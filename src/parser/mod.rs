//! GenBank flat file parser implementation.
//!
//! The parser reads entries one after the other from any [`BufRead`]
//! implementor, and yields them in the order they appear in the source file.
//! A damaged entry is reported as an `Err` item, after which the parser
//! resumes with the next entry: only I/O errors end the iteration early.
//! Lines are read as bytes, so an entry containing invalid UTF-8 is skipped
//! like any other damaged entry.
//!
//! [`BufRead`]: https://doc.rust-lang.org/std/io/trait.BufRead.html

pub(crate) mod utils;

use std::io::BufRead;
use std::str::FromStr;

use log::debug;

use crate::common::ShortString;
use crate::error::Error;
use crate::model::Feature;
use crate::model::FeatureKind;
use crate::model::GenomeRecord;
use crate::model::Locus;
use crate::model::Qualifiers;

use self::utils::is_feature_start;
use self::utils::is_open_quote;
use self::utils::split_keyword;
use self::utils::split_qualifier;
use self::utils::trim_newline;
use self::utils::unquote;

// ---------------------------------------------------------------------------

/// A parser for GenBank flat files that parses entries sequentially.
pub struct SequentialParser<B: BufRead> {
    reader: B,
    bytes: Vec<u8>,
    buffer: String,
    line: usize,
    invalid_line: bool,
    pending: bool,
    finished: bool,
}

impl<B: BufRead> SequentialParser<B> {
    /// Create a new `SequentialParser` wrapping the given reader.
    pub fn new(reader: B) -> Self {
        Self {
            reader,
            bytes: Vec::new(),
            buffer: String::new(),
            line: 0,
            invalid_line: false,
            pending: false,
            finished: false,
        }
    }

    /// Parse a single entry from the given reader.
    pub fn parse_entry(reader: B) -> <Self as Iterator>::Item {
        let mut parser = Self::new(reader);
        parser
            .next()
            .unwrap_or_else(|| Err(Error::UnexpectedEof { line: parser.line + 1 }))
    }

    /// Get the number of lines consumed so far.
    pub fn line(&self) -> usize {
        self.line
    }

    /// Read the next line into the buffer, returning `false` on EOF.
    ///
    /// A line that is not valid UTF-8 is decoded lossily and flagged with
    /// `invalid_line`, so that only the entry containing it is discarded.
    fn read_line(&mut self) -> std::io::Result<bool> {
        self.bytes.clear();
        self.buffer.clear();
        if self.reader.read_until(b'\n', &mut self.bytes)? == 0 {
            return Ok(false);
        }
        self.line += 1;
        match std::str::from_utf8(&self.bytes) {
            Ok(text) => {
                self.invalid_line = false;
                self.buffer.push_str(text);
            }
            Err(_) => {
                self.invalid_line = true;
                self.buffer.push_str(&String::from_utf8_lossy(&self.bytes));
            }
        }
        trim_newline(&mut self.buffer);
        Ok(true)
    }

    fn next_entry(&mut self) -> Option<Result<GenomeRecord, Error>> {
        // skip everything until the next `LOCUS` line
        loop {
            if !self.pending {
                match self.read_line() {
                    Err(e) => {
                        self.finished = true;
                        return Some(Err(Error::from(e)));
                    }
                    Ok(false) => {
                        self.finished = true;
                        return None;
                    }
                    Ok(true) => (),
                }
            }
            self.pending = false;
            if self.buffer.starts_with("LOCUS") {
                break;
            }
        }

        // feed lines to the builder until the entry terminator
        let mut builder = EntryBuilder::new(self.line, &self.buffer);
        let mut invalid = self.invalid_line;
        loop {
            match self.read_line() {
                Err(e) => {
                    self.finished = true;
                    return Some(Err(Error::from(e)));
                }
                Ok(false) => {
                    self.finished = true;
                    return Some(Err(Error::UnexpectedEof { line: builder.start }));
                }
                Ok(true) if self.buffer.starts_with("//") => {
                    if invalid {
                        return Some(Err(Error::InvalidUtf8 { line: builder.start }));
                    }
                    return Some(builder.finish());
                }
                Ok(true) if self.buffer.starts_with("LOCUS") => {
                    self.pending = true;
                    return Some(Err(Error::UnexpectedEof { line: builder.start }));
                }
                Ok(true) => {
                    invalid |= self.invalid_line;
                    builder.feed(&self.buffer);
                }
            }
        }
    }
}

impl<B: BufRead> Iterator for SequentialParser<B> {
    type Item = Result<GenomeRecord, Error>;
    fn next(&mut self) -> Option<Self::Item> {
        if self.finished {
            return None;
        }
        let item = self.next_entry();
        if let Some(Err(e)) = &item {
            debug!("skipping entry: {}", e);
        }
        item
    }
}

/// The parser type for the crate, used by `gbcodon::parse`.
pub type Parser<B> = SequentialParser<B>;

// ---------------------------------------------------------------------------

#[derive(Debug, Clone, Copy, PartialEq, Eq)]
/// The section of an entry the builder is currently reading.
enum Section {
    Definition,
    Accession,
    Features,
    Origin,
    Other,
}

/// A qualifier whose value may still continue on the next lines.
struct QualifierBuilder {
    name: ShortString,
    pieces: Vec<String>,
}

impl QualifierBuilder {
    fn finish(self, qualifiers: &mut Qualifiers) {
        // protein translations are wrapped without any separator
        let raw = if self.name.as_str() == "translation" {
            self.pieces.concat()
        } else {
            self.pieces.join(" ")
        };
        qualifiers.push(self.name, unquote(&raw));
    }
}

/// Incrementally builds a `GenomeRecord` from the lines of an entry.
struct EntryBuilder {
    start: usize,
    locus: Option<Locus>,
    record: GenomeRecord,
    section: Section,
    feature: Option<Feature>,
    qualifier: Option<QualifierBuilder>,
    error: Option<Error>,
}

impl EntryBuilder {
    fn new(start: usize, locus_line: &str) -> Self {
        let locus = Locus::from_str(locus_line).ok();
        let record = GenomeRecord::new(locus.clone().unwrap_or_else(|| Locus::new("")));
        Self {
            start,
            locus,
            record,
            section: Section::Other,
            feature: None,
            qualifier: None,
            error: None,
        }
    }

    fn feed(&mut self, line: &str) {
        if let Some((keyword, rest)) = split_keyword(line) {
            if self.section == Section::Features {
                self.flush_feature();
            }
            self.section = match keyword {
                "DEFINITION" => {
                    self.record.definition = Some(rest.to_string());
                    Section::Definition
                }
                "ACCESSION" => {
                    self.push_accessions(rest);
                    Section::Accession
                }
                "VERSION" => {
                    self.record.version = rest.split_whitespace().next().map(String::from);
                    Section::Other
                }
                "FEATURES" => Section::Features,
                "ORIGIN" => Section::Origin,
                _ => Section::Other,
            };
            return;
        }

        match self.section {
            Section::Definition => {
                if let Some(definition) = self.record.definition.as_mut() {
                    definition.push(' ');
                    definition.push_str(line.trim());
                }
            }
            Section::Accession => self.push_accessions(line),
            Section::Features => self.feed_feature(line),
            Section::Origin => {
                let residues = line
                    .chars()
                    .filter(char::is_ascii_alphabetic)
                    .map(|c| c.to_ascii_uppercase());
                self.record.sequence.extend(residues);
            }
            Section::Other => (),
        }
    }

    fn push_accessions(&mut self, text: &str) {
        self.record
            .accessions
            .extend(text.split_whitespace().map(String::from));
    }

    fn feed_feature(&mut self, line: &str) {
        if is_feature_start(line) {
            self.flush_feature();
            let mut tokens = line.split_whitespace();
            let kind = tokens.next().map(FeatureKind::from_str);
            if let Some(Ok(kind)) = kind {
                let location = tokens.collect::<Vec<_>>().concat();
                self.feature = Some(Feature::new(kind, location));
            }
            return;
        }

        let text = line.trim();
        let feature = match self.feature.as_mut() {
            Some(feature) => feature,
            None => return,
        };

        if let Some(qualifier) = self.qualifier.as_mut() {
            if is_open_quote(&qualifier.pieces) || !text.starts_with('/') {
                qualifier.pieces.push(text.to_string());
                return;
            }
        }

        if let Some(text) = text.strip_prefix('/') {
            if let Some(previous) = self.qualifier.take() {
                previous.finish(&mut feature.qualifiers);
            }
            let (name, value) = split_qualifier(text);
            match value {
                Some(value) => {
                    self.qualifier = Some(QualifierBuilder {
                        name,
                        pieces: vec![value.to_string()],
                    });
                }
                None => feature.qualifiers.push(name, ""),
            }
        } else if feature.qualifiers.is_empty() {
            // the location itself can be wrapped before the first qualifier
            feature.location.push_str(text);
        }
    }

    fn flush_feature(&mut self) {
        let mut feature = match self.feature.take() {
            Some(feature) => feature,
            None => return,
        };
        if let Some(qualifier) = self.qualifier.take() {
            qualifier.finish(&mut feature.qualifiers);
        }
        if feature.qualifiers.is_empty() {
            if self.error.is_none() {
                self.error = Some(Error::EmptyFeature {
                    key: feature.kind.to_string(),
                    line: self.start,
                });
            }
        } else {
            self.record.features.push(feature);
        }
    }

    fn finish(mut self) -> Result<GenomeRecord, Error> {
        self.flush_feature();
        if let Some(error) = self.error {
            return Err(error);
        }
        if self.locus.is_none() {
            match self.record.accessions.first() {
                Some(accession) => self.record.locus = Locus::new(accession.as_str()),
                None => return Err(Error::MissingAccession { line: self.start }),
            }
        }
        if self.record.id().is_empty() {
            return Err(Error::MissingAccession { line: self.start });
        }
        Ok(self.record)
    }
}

■ **Task to complete**: Show every line above in which the word "after" is found.

■ **Result**:
//! The parser reads entries one after the other from any [`BufRead`]
//! A damaged entry is reported as an `Err` item, after which the parser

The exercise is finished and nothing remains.